Restate every record exactly, with nothing skipped.

Saved entries
+===+

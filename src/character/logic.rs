//! Character progression: experience, leveling, gold, and revival.

use crate::core::constants::{
    LEVEL_UP_MAGIC_GAIN, LEVEL_UP_MAX_HEALTH_GAIN, LEVEL_UP_STRENGTH_GAIN, XP_PER_LEVEL_FACTOR,
};
use crate::error::{GameError, GameResult};

use super::types::Character;

/// Experience needed to go from `level` to `level + 1`.
pub fn xp_threshold(level: u32) -> u32 {
    level * XP_PER_LEVEL_FACTOR
}

/// Summary of what `gain_experience` did, for UI messaging.
#[derive(Debug, Clone, Default, PartialEq, Eq)]
pub struct LevelUpReport {
    pub levels_gained: u32,
}

/// Grants experience and applies any level-ups.
///
/// Each level-up consumes `level * 100` experience and grants +10 max
/// health, +2 strength, +2 magic, and a full heal. Dead characters cannot
/// gain experience.
pub fn gain_experience(character: &mut Character, xp: u32) -> GameResult<LevelUpReport> {
    if character.is_dead() {
        return Err(GameError::CharacterAlreadyDead);
    }

    character.experience += xp;

    let mut report = LevelUpReport::default();
    while character.experience >= xp_threshold(character.level) {
        character.experience -= xp_threshold(character.level);
        character.level += 1;
        character.max_health += LEVEL_UP_MAX_HEALTH_GAIN;
        character.strength += LEVEL_UP_STRENGTH_GAIN;
        character.magic += LEVEL_UP_MAGIC_GAIN;
        character.health = character.max_health;
        report.levels_gained += 1;
    }

    Ok(report)
}

pub fn add_gold(character: &mut Character, amount: u32) -> u32 {
    character.gold += amount;
    character.gold
}

/// Deducts gold, failing without mutation if the balance is too low.
pub fn spend_gold(character: &mut Character, amount: u32) -> GameResult<u32> {
    if character.gold < amount {
        return Err(GameError::InsufficientGold {
            needed: amount,
            available: character.gold,
        });
    }
    character.gold -= amount;
    Ok(character.gold)
}

/// Brings a dead character back at half max health. Returns false (and
/// changes nothing) if the character is still alive.
pub fn revive(character: &mut Character) -> bool {
    if !character.is_dead() {
        return false;
    }
    character.health = character.max_health / 2;
    true
}

#[cfg(test)]
mod tests {
    use super::*;
    use crate::character::Class;

    fn hero() -> Character {
        Character::new("Hero".to_string(), Class::Warrior)
    }

    #[test]
    fn test_gain_experience_no_level_up() {
        let mut c = hero();
        let report = gain_experience(&mut c, 99).unwrap();
        assert_eq!(report.levels_gained, 0);
        assert_eq!(c.experience, 99);
        assert_eq!(c.level, 1);
    }

    #[test]
    fn test_gain_experience_single_level_up() {
        let mut c = hero();
        c.take_damage(50);
        let report = gain_experience(&mut c, 120).unwrap();
        assert_eq!(report.levels_gained, 1);
        assert_eq!(c.level, 2);
        assert_eq!(c.experience, 20);
        assert_eq!(c.max_health, 130);
        assert_eq!(c.strength, 17);
        assert_eq!(c.magic, 5);
        // Level-up fully heals.
        assert_eq!(c.health, c.max_health);
    }

    #[test]
    fn test_gain_experience_multi_level_up() {
        let mut c = hero();
        // 100 (1->2) + 200 (2->3) + 10 left over
        let report = gain_experience(&mut c, 310).unwrap();
        assert_eq!(report.levels_gained, 2);
        assert_eq!(c.level, 3);
        assert_eq!(c.experience, 10);
    }

    #[test]
    fn test_gain_experience_dead_character() {
        let mut c = hero();
        c.take_damage(1000);
        assert_eq!(
            gain_experience(&mut c, 50),
            Err(GameError::CharacterAlreadyDead)
        );
        assert_eq!(c.experience, 0);
    }

    #[test]
    fn test_spend_gold() {
        let mut c = hero();
        assert_eq!(spend_gold(&mut c, 30).unwrap(), 70);
        let err = spend_gold(&mut c, 1000).unwrap_err();
        assert_eq!(
            err,
            GameError::InsufficientGold {
                needed: 1000,
                available: 70
            }
        );
        assert_eq!(c.gold, 70);
    }

    #[test]
    fn test_revive() {
        let mut c = hero();
        assert!(!revive(&mut c));
        c.take_damage(1000);
        assert!(revive(&mut c));
        assert_eq!(c.health, c.max_health / 2);
    }
}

+===+

Answer area:
filename src/character/logic.rs
//! Character progression: experience, leveling, gold, and revival.

use crate::core::constants::{
    LEVEL_UP_MAGIC_GAIN, LEVEL_UP_MAX_HEALTH_GAIN, LEVEL_UP_STRENGTH_GAIN, XP_PER_LEVEL_FACTOR,
};
use crate::error::{GameError, GameResult};

use super::types::Character;

/// Experience needed to go from `level` to `level + 1`.
pub fn xp_threshold(level: u32) -> u32 {
    level * XP_PER_LEVEL_FACTOR
}

/// Summary of what `gain_experience` did, for UI messaging.
#[derive(Debug, Clone, Default, PartialEq, Eq)]
pub struct LevelUpReport {
    pub levels_gained: u32,
}

/// Grants experience and applies any level-ups.
///
/// Each level-up consumes `level * 100` experience and grants +10 max
/// health, +2 strength, +2 magic, and a full heal. Dead characters cannot
/// gain experience.
pub fn gain_experience(character: &mut Character, xp: u32) -> GameResult<LevelUpReport> {
    if character.is_dead() {
        return Err(GameError::CharacterAlreadyDead);
    }

    character.experience += xp;

    let mut report = LevelUpReport::default();
    while character.experience >= xp_threshold(character.level) {
        character.experience -= xp_threshold(character.level);
        character.level += 1;
        character.max_health += LEVEL_UP_MAX_HEALTH_GAIN;
        character.strength += LEVEL_UP_STRENGTH_GAIN;
        character.magic += LEVEL_UP_MAGIC_GAIN;
        character.health = character.max_health;
        report.levels_gained += 1;
    }

    Ok(report)
}

pub fn add_gold(character: &mut Character, amount: u32) -> u32 {
    character.gold += amount;
    character.gold
}

/// Deducts gold, failing without mutation if the balance is too low.
pub fn spend_gold(character: &mut Character, amount: u32) -> GameResult<u32> {
    if character.gold < amount {
        return Err(GameError::InsufficientGold {
            needed: amount,
            available: character.gold,
        });
    }
    character.gold -= amount;
    Ok(character.gold)
}

/// Brings a dead character back at half max health. Returns false (and
/// changes nothing) if the character is still alive.
pub fn revive(character: &mut Character) -> bool {
    if !character.is_dead() {
        return false;
    }
    character.health = character.max_health / 2;
    true
}

#[cfg(test)]
mod tests {
    use super::*;
    use crate::character::Class;

    fn hero() -> Character {
        Character::new("Hero".to_string(), Class::Warrior)
    }

    #[test]
    fn test_gain_experience_no_level_up() {
        let mut c = hero();
        let report = gain_experience(&mut c, 99).unwrap();
        assert_eq!(report.levels_gained, 0);
        assert_eq!(c.experience, 99);
        assert_eq!(c.level, 1);
    }

    #[test]
    fn test_gain_experience_single_level_up() {
        let mut c = hero();
        c.take_damage(50);
        let report = gain_experience(&mut c, 120).unwrap();
        assert_eq!(report.levels_gained, 1);
        assert_eq!(c.level, 2);
        assert_eq!(c.experience, 20);
        assert_eq!(c.max_health, 130);
        assert_eq!(c.strength, 17);
        assert_eq!(c.magic, 5);
        // Level-up fully heals.
        assert_eq!(c.health, c.max_health);
    }

    #[test]
    fn test_gain_experience_multi_level_up() {
        let mut c = hero();
        // 100 (1->2) + 200 (2->3) + 10 left over
        let report = gain_experience(&mut c, 310).unwrap();
        assert_eq!(report.levels_gained, 2);
        assert_eq!(c.level, 3);
        assert_eq!(c.experience, 10);
    }

    #[test]
    fn test_gain_experience_dead_character() {
        let mut c = hero();
        c.take_damage(1000);
        assert_eq!(
            gain_experience(&mut c, 50),
            Err(GameError::CharacterAlreadyDead)
        );
        assert_eq!(c.experience, 0);
    }

    #[test]
    fn test_spend_gold() {
        let mut c = hero();
        assert_eq!(spend_gold(&mut c, 30).unwrap(), 70);
        let err = spend_gold(&mut c, 1000).unwrap_err();
        assert_eq!(
            err,
            GameError::InsufficientGold {
                needed: 1000,
                available: 70
            }
        );
        assert_eq!(c.gold, 70);
    }

    #[test]
    fn test_revive() {
        let mut c = hero();
        assert!(!revive(&mut c));
        c.take_damage(1000);
        assert!(revive(&mut c));
        assert_eq!(c.health, c.max_health / 2);
    }
}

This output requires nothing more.